Fluoroscopic guidance of procedure.
BLOOD LOSS: Minimal.
FLUIDS: Crystalloid.
COMPLICATIONS: None.
INDICATIONS:
The
patient is a gentleman who has an ACL tear probably chronic after a
reconstruction done elsewhere. The
risks, benefits and alternatives were discussed. He notes of an MRI showing medial meniscal
tear as well. The risks, benefits,
alternative treatments, allograft use etc., discussed
preoperatively. He wished to proceed.
PROCEDURE
IN DETAIL: The
patient was identified, brought to the operating room, and placed in a supine
position. After induction of general
anesthetic, he received Ancef preoperatively.
Right lower extremity was prepped and draped in usual sterile fashion. The knee was inflated with saline and portal
sites were established. The findings
were as follows: The patient noted to
have a torn ACL. There was no function
to the ACL. There was scars
posteromedially and in the notch. The
patella actually looked to be in generally good shape considering, but the
trochlear groove showed a grade III lesion.
The later compartment showed mild wear with an intact lateral
meniscus. At this point, we first
performed partial medial meniscectomy using a full radius. This was a non-repairable tear in the
posterior horn. It seemed that he may
have had some meniscus removed previously.
At this time, we brought the fluoroscopy in sterilely. We evaluated the knee. We saw the two screws. The tibial screw I felt could be bypassed,
but the femoral screws needed to be removed in order to do an ACL
reconstruction. At this point, we
performed a notch plasty. We debrided
back to the point where we could see the back wall. We still did not see the screw. We then used curette to finally see the screw
and again using the fluoro, this was helpful to evaluate. We then found the screw. We carefully removed the surrounding
bone. This portion of procedure took
about 45 minutes to carefully remove this tissue and then we were able to
remove the screw. The screw was then
removed using a standard Arthrex
screwdriver. Next, the open top position
was identified. There were some
osteophytes and we carefully had to debride this area to make sure that we have
the over the top.
Next, we prepared a
graft on the side table. This was 95 mm
graft. Using the Biopunch technique and
my assistant, Jessica Wheeler PA-C, prepared this with fiber wires to a 10/10
length approximately. This was a good
quality graft. We then drilled the
tibial tunnel from medial to lateral. We
tried to bypass the screw and we were able to do so using Arthrex guide set at
55. We then overreamed with a 10-mm
reamer. We then went to the over the top
1 mm back wall and then reamed again to a depth of 40, we then placed our
Transfix guide up and drilled across the knee with the wire over laterally and
placed the wire down to the tibia. We
then placed the graft up, pulled it across through the knee and then fixed it
with a 40-mm via Transfix, excellent fixation.

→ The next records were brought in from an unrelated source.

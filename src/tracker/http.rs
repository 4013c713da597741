use std::net::{IpAddr, SocketAddr};

use reqwest::Client;

use super::error::TrackerError;
use super::response::{
    parse_compact_peers, AnnounceRequest, AnnounceResponse, Peer, ScrapeStats,
};
use crate::bencode::{decode, Value};
use crate::metainfo::InfoHash;
use crate::peer::PeerId;

/// An HTTP(S) tracker. Cheap to build; the client carries the connection pool.
pub struct HttpTracker {
    client: Client,
    url: String,
}

impl HttpTracker {
    pub fn new(client: Client, url: &str) -> Result<Self, TrackerError> {
        if !url.starts_with("http://") && !url.starts_with("https://") {
            return Err(TrackerError::InvalidUrl(url.to_string()));
        }
        Ok(Self {
            client,
            url: url.to_string(),
        })
    }

    pub fn url(&self) -> &str {
        &self.url
    }

    pub async fn announce(&self, request: &AnnounceRequest) -> Result<AnnounceResponse, TrackerError> {
        let url = announce_url(&self.url, request);
        tracing::trace!(tracker = %self.url, "GET {}", url);
        let body = self.get(&url).await?;
        parse_announce(&body)
    }

    pub async fn scrape(&self, info_hash: &InfoHash) -> Result<ScrapeStats, TrackerError> {
        let base = scrape_url(&self.url).ok_or(TrackerError::ScrapeUnsupported)?;
        let url = format!(
            "{}{}info_hash={}",
            base,
            separator(&base),
            url_encode(info_hash.as_bytes())
        );
        let body = self.get(&url).await?;
        parse_scrape(&body, info_hash)
    }

    async fn get(&self, url: &str) -> Result<bytes::Bytes, TrackerError> {
        let response = self.client.get(url).send().await?.error_for_status()?;
        Ok(response.bytes().await?)
    }
}

/// Builds the announce GET URL with every query parameter.
pub fn announce_url(base: &str, request: &AnnounceRequest) -> String {
    let mut url = format!(
        "{}{}info_hash={}&peer_id={}&port={}&uploaded={}&downloaded={}&left={}&compact=1&key={:08x}",
        base,
        separator(base),
        url_encode(request.info_hash.as_bytes()),
        url_encode(request.peer_id.as_bytes()),
        request.port,
        request.stats.uploaded,
        request.stats.downloaded,
        request.stats.left,
        request.key,
    );

    let event = request.event.as_str();
    if !event.is_empty() {
        url.push_str("&event=");
        url.push_str(event);
    }
    if let Some(numwant) = request.numwant {
        url.push_str(&format!("&numwant={}", numwant));
    }
    if let Some(id) = &request.tracker_id {
        url.push_str("&trackerid=");
        url.push_str(&url_encode(id.as_bytes()));
    }
    url
}

/// Swaps a trailing `announce` path segment for `scrape`, keeping any
/// suffix and query. `None` when the last segment does not start with
/// `announce`.
pub fn scrape_url(announce: &str) -> Option<String> {
    let (path, query) = match announce.find('?') {
        Some(pos) => announce.split_at(pos),
        None => (announce, ""),
    };
    let slash = path.rfind('/')?;
    let segment = &path[slash + 1..];
    let rest = segment.strip_prefix("announce")?;
    Some(format!("{}scrape{}{}", &path[..=slash], rest, query))
}

fn separator(url: &str) -> char {
    if url.contains('?') {
        '&'
    } else {
        '?'
    }
}

pub fn parse_announce(body: &[u8]) -> Result<AnnounceResponse, TrackerError> {
    let value = decode(body)?;
    dict_of(&value)?;

    if let Some(reason) = value.get(b"failure reason") {
        let reason = reason
            .as_bytes()
            .map(|b| String::from_utf8_lossy(b).into_owned())
            .unwrap_or_default();
        return Err(TrackerError::Failure(reason));
    }

    let seconds = |key: &[u8]| value.get_u64(key).map(|v| v.min(u32::MAX as u64) as u32);
    let text = |key: &[u8]| value.get(key).and_then(Value::as_str).map(String::from);

    let peers = match value.get(b"peers") {
        Some(Value::Bytes(packed)) => parse_compact_peers(packed),
        Some(Value::List(list)) => list.iter().filter_map(dict_peer).collect(),
        Some(_) => return Err(TrackerError::InvalidResponse("bad peers field".into())),
        None => Vec::new(),
    };

    Ok(AnnounceResponse {
        interval: seconds(b"interval"),
        min_interval: seconds(b"min interval"),
        min_request_interval: seconds(b"min_request_interval"),
        complete: seconds(b"complete"),
        incomplete: seconds(b"incomplete"),
        peers,
        warning_message: text(b"warning message"),
        tracker_id: text(b"tracker id"),
    })
}

/// A peer in the non-compact list form: `{ip, port, peer id}`.
fn dict_peer(value: &Value) -> Option<Peer> {
    let ip: IpAddr = value.get(b"ip")?.as_str()?.parse().ok()?;
    let port = u16::try_from(value.get_u64(b"port")?).ok()?;
    let peer_id = value
        .get(b"peer id")
        .and_then(Value::as_bytes)
        .and_then(|b| PeerId::from_bytes(b));
    Some(Peer {
        addr: SocketAddr::new(ip, port),
        peer_id,
    })
}

pub fn parse_scrape(body: &[u8], info_hash: &InfoHash) -> Result<ScrapeStats, TrackerError> {
    let value = decode(body)?;
    dict_of(&value)?;

    if let Some(reason) = value.get(b"failure reason").and_then(Value::as_str) {
        return Err(TrackerError::Failure(reason.to_string()));
    }

    let entry = value
        .get(b"files")
        .and_then(|files| files.get(info_hash.as_bytes()))
        .ok_or_else(|| TrackerError::InvalidResponse("torrent missing from scrape".into()))?;
    let count = |key: &[u8]| entry.get_u64(key).unwrap_or(0).min(u32::MAX as u64) as u32;

    Ok(ScrapeStats {
        complete: count(b"complete"),
        incomplete: count(b"incomplete"),
        downloaded: count(b"downloaded"),
    })
}

fn dict_of(value: &Value) -> Result<(), TrackerError> {
    match value {
        Value::Dict(_) => Ok(()),
        _ => Err(TrackerError::InvalidResponse("expected dict".into())),
    }
}

/// Percent-encodes everything but RFC 3986 unreserved characters.
pub fn url_encode(bytes: &[u8]) -> String {
    bytes
        .iter()
        .map(|&b| {
            if b.is_ascii_alphanumeric() || b == b'-' || b == b'_' || b == b'.' || b == b'~' {
                format!("{}", b as char)
            } else {
                format!("%{:02X}", b)
            }
        })
        .collect()
}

We _____ of the knee. No notch
impingement was noted. We then fixated
with a BioComposite screw, 11 x 35 delta with excellent fixation. Once this was completed, we checked the knee
once more. The microfracture was then
performed as follows: The trochlear
groove lesion was identified. We gently
debrided it using a curette and then we placed multiple punctate all of them to
the lesion. Once this was done, all
instruments removed from the knee. The
knee was closed with simple nylon sutures with the portals, other surgicals
with 2-0 Vicryl and subcuticular PDS.
The knee was injected with Marcaine for pain control and injected at all
portal sites. The anesthesia would then
do a block following all procedure.
Sterile dressings applied for the knee.
The patient tolerated the procedure well. My assistant was essential in this
complicated case.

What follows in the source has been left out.